The U.S. Department of Justice is demanding that Hillsborough turn over voter-purge records, pulling the county into a growing legal fracas over Gov. Rick Scott’s push to clean out the state’s voter registry. The county received a subpoena Wednesday for documents dating to Jan. 1 relating to any efforts at identifying voters as potential noncitizens. The subpoena stems from a lawsuit filed June 12 in Tallahassee by the federal government against Florida and Secretary of State Ken Detzner over state efforts to scrub voter rolls. Hillsborough Elections Supervisor Earl Lennard said he would comply with the subpoena. Like supervisors across the state, Lennard halted efforts to purge voters when the tools to cross-reference citizenship and voter registration — a Department of Homeland Security database and motor vehicle records — proved unreliable, he said.
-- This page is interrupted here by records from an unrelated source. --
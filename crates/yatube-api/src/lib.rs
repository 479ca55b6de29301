pub mod about;
pub mod auth;
pub mod cache;
pub mod error;
pub mod follows;
pub mod forms;
pub mod middleware;
pub mod paginator;
pub mod posts;
pub mod state;

use axum::{
    Router,
    middleware::{from_fn, from_fn_with_state},
    routing::{get, post},
};

use crate::middleware::{identify, require_login};
use crate::state::AppState;

/// Every route of the site. Transport layers (CORS, tracing) are left to
/// the binary.
pub fn router(state: AppState) -> Router {
    let public_routes = Router::new()
        .route("/", get(posts::index))
        .route("/group/{slug}/", get(posts::group_posts))
        .route("/profile/{username}/", get(posts::profile))
        .route("/posts/{post_id}/", get(posts::post_detail))
        .route("/auth/signup/", post(auth::signup))
        .route("/auth/login/", get(auth::login_page).post(auth::login))
        .route("/about/author/", get(about::author))
        .route("/about/tech/", get(about::tech))
        .route("/health", get(health));

    let protected_routes = Router::new()
        .route("/create/", get(posts::post_create_form).post(posts::post_create))
        .route(
            "/posts/{post_id}/edit/",
            get(posts::post_edit_form).post(posts::post_edit),
        )
        .route("/posts/{post_id}/comment/", post(posts::add_comment))
        .route("/follow/", get(follows::follow_index))
        .route("/profile/{username}/follow/", get(follows::profile_follow))
        .route("/profile/{username}/unfollow/", get(follows::profile_unfollow))
        .route_layer(from_fn(require_login));

    Router::new()
        .merge(public_routes)
        .merge(protected_routes)
        .layer(from_fn_with_state(state.clone(), identify))
        .with_state(state)
}

async fn health() -> &'static str {
    "ok"
}
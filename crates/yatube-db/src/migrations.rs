use anyhow::Result;
use rusqlite::Connection;
use tracing::info;

pub fn run(conn: &Connection) -> Result<()> {
    conn.execute_batch("CREATE TABLE IF NOT EXISTS schema_version (version INTEGER NOT NULL);")?;

    let version: i64 =
        conn.query_row("SELECT COALESCE(MAX(version), 0) FROM schema_version", [], |r| r.get(0))?;

    if version < 1 {
        info!("Running migration v1 (initial schema)");
        conn.execute_batch(
            "
            CREATE TABLE users (
                id          INTEGER PRIMARY KEY AUTOINCREMENT,
                username    TEXT NOT NULL UNIQUE,
                password    TEXT NOT NULL,
                created_at  TEXT NOT NULL
            );

            CREATE TABLE post_groups (
                id          INTEGER PRIMARY KEY AUTOINCREMENT,
                title       TEXT NOT NULL,
                slug        TEXT NOT NULL UNIQUE,
                description TEXT NOT NULL
            );

            CREATE TABLE posts (
                id          INTEGER PRIMARY KEY AUTOINCREMENT,
                text        TEXT NOT NULL,
                pub_date    TEXT NOT NULL,
                author_id   INTEGER NOT NULL REFERENCES users(id) ON DELETE CASCADE,
                group_id    INTEGER REFERENCES post_groups(id) ON DELETE SET NULL,
                image       TEXT
            );

            CREATE INDEX idx_posts_pub_date ON posts(pub_date);
            CREATE INDEX idx_posts_author ON posts(author_id, pub_date);
            CREATE INDEX idx_posts_group ON posts(group_id, pub_date);

            CREATE TABLE comments (
                id          INTEGER PRIMARY KEY AUTOINCREMENT,
                post_id     INTEGER REFERENCES posts(id) ON DELETE SET NULL,
                author_id   INTEGER NOT NULL REFERENCES users(id) ON DELETE CASCADE,
                text        TEXT NOT NULL,
                created     TEXT NOT NULL
            );

            CREATE INDEX idx_comments_post ON comments(post_id, created);

            -- No UNIQUE(user_id, author_id): handlers get-or-create instead
            CREATE TABLE follows (
                id          INTEGER PRIMARY KEY AUTOINCREMENT,
                user_id     INTEGER NOT NULL REFERENCES users(id) ON DELETE CASCADE,
                author_id   INTEGER NOT NULL REFERENCES users(id) ON DELETE CASCADE
            );

            CREATE INDEX idx_follows_pair ON follows(user_id, author_id);
            CREATE INDEX idx_follows_author ON follows(author_id);

            INSERT INTO schema_version (version) VALUES (1);
            ",
        )?;
    }

    info!("Database migrations complete");
    Ok(())
}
The subpoena landed on the same day the American Civil Liberties Union claimed that more than 17,000 former felons whose civil rights have been restored never received their notices of rights restoration. More than 13,000 of them aren’t registered and may not know they’re eligible to vote, the ACLU said. The subpoena for Hillsborough came just days after the Justice Department joined a lawsuit filed in Tampa by the ACLU and others seeking to halt the voter purge on behalf of two Hispanic voters and a Hispanic voter education group.
In that suit, as in the Tallahassee action, the federal government’s “statement of interest” maintains that Scott’s purge violates the Voting Rights Act. The act requires that five Florida counties who have histories of voter discrimination — Hillsborough, Collier, Hendry, Hardee and Monroe — must obtain “pre-clearance” for any changes in voting procedure.